Task instructions — Search the records for the string "occupied" and copy every line where it turns up.

Data in this exercise —
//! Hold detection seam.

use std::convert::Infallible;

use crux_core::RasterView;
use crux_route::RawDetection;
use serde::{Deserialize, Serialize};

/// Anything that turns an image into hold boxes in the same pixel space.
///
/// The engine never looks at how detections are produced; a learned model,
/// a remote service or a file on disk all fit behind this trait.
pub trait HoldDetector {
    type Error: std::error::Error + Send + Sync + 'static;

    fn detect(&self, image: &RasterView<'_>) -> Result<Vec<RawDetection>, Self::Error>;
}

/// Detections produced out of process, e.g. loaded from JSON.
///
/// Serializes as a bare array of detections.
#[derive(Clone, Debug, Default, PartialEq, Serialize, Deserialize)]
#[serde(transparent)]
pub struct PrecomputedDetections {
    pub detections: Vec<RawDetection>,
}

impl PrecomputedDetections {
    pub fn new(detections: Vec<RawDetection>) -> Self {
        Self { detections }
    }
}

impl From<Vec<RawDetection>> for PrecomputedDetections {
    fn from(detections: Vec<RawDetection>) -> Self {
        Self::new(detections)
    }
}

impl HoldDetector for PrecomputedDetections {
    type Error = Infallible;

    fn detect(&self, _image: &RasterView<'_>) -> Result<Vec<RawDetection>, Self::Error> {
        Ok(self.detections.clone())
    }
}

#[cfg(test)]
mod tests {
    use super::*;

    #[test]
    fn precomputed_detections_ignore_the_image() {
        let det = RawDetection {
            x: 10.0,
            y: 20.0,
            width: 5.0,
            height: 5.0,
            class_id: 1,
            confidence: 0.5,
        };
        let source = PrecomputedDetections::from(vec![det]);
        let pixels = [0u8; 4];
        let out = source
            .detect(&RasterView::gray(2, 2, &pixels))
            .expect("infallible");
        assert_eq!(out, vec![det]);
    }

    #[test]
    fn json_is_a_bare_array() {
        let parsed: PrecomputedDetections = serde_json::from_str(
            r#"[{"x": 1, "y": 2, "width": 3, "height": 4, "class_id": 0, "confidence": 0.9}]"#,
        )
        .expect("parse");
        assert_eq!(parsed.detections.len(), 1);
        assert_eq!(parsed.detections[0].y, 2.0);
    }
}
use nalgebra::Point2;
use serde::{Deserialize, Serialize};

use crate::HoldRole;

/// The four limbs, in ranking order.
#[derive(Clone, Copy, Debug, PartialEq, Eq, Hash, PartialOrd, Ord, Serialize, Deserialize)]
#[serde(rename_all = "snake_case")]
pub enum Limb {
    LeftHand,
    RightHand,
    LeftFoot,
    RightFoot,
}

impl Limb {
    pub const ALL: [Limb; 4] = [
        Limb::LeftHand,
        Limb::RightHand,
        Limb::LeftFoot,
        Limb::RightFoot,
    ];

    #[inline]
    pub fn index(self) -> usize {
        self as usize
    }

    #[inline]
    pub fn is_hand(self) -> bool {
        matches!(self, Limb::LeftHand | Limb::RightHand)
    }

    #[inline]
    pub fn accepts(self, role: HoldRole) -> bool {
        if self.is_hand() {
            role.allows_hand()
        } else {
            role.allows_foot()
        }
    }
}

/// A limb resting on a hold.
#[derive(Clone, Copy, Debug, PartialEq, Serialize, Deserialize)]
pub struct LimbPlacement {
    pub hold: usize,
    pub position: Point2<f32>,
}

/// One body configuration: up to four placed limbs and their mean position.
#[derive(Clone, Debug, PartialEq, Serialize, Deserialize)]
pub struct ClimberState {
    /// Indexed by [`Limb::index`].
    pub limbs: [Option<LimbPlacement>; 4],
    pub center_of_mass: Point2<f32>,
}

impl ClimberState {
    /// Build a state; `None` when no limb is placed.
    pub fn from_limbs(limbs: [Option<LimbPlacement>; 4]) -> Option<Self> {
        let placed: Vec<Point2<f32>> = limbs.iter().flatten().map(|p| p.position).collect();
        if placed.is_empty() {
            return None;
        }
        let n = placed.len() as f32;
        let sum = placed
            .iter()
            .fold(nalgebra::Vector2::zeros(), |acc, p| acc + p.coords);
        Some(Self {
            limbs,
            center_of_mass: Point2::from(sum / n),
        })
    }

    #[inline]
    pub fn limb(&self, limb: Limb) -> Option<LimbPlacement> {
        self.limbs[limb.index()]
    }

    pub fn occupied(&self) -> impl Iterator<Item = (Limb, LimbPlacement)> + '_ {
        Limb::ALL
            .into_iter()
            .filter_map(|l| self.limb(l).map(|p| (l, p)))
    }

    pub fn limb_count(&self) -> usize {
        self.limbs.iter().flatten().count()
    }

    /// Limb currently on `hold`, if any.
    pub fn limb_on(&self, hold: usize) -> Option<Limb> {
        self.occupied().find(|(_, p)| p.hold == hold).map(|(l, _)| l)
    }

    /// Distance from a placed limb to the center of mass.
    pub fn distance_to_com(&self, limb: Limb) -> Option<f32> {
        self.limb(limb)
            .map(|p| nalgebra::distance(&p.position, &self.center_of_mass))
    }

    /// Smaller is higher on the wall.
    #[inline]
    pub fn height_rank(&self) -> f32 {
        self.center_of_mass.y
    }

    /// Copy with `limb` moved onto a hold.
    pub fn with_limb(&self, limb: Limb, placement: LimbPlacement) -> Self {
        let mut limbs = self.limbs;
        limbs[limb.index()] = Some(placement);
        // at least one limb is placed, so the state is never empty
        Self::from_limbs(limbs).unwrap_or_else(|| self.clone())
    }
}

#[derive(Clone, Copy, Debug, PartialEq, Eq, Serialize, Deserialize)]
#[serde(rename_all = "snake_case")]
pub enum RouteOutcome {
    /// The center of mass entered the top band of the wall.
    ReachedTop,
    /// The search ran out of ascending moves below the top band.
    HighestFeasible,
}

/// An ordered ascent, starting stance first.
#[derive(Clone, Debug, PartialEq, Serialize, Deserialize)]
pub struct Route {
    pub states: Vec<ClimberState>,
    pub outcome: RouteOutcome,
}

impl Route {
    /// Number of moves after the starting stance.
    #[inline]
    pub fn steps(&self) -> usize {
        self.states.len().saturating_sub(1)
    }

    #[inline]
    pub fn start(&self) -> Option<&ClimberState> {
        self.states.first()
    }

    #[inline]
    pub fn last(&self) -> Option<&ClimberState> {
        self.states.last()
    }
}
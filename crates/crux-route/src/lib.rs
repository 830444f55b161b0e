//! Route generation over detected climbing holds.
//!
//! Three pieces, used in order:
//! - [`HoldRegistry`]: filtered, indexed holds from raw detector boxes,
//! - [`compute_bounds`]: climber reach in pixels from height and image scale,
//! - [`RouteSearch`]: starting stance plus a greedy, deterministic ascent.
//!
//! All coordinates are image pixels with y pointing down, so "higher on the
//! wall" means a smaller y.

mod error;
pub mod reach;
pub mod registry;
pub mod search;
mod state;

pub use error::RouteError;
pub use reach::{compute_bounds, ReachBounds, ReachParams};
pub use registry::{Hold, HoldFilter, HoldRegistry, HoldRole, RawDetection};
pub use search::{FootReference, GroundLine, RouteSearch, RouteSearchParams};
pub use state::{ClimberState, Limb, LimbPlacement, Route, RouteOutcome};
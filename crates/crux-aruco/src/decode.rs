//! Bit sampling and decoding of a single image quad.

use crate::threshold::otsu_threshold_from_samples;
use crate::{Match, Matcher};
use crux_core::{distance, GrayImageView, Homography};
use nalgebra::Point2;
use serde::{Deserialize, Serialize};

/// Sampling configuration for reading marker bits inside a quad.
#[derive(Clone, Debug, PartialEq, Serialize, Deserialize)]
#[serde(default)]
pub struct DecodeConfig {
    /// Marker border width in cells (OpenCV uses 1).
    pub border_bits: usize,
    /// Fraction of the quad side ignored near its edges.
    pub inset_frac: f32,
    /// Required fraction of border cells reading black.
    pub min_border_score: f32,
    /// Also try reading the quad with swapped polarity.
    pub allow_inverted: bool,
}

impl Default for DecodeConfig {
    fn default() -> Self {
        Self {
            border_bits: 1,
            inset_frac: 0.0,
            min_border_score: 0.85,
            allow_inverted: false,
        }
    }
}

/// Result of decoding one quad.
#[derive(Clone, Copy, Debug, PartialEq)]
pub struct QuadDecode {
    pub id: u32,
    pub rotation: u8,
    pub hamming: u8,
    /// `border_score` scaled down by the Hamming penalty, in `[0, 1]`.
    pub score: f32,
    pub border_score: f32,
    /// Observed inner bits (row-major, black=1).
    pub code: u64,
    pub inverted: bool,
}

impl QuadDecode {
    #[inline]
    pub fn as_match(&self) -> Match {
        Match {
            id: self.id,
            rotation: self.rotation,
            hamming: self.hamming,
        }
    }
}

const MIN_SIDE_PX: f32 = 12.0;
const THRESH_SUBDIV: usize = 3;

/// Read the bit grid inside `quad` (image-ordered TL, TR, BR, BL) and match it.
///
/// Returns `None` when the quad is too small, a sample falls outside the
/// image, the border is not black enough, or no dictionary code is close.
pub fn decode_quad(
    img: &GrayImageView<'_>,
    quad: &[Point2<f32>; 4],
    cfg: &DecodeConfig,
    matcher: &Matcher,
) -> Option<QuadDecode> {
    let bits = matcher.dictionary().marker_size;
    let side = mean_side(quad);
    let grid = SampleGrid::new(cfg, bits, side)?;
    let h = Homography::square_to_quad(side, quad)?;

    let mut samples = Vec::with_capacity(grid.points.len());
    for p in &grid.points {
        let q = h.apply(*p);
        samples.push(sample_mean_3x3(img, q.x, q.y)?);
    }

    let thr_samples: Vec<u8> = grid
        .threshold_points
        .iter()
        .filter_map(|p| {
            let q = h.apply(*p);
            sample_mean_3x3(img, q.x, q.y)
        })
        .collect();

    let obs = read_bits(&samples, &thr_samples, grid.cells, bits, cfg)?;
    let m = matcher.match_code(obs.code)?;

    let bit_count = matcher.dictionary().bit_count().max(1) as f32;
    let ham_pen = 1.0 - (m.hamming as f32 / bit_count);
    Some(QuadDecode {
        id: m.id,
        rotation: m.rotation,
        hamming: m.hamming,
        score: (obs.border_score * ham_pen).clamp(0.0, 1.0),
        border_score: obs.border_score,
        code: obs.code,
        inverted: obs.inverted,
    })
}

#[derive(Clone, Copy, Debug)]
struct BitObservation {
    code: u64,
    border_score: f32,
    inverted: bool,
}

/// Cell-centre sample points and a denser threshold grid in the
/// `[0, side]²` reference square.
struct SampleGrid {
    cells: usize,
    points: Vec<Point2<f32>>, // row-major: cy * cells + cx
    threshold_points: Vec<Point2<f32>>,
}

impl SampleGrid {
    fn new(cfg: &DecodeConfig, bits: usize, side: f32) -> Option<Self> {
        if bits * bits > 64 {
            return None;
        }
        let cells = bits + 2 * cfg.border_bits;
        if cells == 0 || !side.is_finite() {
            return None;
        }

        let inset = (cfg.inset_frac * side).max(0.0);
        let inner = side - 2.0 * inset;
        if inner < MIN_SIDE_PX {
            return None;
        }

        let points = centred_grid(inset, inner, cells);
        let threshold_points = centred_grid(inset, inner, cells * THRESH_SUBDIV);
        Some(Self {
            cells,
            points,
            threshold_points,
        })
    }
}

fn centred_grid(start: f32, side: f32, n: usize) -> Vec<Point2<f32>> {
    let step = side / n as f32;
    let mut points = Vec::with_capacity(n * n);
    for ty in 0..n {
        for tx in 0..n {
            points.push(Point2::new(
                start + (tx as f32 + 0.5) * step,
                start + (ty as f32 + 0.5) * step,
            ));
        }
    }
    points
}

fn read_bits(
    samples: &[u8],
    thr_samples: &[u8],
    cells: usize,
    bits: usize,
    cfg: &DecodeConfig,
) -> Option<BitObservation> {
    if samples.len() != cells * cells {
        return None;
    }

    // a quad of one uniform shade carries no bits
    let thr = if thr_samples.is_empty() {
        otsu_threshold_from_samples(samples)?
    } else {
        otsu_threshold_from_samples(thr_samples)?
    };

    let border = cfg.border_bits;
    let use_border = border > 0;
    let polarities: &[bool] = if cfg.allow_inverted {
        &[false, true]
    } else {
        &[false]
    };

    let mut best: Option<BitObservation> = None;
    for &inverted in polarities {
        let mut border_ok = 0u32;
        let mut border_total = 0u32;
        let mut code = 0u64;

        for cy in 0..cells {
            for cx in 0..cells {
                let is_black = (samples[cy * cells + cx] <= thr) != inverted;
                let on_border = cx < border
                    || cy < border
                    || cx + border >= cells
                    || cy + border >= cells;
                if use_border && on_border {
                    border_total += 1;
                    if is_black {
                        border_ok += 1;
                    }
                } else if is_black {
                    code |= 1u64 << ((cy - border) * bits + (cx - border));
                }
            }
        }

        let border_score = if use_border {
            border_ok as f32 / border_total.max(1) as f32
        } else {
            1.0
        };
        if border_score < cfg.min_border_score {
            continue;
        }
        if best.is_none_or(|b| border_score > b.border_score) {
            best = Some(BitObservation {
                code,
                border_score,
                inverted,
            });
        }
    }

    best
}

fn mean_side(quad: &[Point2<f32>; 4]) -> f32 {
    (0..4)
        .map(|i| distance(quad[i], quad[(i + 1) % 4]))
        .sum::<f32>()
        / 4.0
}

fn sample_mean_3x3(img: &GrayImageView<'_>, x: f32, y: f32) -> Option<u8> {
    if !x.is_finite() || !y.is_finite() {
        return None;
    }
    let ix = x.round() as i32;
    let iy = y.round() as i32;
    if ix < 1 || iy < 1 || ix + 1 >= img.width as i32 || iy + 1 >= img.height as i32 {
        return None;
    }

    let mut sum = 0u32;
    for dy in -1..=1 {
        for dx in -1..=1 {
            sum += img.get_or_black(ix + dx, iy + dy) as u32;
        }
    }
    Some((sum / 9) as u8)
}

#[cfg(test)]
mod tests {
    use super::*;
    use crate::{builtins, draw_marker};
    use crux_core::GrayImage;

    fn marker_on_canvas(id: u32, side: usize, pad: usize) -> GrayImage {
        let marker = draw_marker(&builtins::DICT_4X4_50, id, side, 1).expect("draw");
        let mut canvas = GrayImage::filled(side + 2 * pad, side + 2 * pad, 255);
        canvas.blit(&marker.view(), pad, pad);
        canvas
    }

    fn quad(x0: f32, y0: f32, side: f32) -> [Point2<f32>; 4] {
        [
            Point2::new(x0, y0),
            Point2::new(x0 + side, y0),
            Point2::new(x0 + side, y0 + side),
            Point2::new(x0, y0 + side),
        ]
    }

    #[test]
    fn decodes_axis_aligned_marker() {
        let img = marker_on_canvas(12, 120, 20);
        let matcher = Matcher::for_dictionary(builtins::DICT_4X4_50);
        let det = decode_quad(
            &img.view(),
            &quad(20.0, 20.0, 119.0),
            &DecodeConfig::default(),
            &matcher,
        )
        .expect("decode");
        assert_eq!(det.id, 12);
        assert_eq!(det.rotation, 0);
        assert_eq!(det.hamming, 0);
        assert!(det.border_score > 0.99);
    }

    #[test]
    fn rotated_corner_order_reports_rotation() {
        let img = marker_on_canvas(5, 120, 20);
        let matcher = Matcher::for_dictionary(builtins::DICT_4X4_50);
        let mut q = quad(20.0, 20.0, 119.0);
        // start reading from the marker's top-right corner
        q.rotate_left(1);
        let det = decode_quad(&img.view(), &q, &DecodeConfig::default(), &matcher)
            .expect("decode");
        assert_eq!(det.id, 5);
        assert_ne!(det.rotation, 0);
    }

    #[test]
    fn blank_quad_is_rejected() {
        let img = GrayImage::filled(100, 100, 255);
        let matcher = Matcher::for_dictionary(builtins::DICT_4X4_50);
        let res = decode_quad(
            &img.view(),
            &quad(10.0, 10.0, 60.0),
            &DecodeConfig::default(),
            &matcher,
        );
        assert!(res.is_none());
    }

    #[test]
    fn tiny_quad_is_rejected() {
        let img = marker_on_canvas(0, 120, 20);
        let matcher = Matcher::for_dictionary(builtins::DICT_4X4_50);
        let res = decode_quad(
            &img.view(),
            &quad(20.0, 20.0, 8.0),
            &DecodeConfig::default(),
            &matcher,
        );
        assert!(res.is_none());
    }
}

Your solution —
    pub fn occupied(&self) -> impl Iterator<Item = (Limb, LimbPlacement)> + '_ {
        self.occupied().find(|(_, p)| p.hold == hold).map(|(l, _)| l)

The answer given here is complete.